#### Recorded information

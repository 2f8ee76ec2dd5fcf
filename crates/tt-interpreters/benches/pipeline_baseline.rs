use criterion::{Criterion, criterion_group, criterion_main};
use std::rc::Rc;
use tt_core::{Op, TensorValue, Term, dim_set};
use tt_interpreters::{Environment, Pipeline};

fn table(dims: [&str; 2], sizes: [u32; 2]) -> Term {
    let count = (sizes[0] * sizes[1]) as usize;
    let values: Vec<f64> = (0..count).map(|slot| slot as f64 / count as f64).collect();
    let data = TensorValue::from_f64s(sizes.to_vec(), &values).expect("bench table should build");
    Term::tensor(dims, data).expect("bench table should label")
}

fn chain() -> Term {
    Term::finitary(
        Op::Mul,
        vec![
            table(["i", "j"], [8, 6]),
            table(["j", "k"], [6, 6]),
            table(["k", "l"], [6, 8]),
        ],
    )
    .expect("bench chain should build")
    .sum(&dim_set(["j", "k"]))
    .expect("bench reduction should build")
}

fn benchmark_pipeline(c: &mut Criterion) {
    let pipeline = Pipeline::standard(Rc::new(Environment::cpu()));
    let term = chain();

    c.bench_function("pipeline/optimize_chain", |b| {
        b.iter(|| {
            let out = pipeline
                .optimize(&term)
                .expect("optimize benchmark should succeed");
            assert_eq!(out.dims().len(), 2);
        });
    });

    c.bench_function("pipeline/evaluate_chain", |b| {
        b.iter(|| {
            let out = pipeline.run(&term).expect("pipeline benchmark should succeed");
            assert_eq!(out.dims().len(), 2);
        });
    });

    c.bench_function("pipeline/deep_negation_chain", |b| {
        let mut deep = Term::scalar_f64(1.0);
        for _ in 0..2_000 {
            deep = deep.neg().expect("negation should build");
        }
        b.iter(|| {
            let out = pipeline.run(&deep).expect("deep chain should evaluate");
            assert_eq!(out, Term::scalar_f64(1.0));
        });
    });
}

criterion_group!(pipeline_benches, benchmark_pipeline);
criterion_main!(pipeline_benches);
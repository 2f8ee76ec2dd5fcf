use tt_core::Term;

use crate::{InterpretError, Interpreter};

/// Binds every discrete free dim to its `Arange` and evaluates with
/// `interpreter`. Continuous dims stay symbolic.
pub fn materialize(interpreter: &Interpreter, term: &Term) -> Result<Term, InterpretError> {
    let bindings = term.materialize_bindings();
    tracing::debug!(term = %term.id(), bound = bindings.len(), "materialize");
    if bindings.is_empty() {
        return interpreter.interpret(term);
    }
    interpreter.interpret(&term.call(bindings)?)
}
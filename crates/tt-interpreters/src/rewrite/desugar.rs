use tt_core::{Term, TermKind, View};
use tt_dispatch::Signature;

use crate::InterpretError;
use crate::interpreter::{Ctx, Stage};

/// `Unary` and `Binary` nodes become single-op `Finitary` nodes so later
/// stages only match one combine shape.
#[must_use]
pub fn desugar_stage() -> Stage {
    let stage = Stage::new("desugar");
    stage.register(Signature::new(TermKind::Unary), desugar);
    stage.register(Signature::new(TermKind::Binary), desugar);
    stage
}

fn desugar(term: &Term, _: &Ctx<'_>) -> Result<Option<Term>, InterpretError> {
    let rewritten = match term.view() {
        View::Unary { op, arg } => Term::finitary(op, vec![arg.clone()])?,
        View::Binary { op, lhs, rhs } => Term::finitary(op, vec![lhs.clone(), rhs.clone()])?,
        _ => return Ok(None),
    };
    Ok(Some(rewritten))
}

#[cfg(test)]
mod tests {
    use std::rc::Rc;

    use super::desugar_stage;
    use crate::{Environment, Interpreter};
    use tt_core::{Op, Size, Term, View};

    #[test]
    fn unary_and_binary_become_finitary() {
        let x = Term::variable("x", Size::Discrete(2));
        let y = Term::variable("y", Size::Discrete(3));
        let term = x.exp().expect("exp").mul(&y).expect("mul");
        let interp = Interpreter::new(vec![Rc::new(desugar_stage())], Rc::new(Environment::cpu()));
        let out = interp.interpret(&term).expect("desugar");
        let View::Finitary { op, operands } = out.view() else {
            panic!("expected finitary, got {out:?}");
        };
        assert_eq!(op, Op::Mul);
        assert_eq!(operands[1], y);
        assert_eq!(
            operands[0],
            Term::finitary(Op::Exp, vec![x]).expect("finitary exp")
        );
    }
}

########

> [Aim of the exercise] What lines above contain the word "count"? Return each such line.

> [Task solution]
    let count = (sizes[0] * sizes[1]) as usize;
    let values: Vec<f64> = (0..count).map(|slot| slot as f64 / count as f64).collect();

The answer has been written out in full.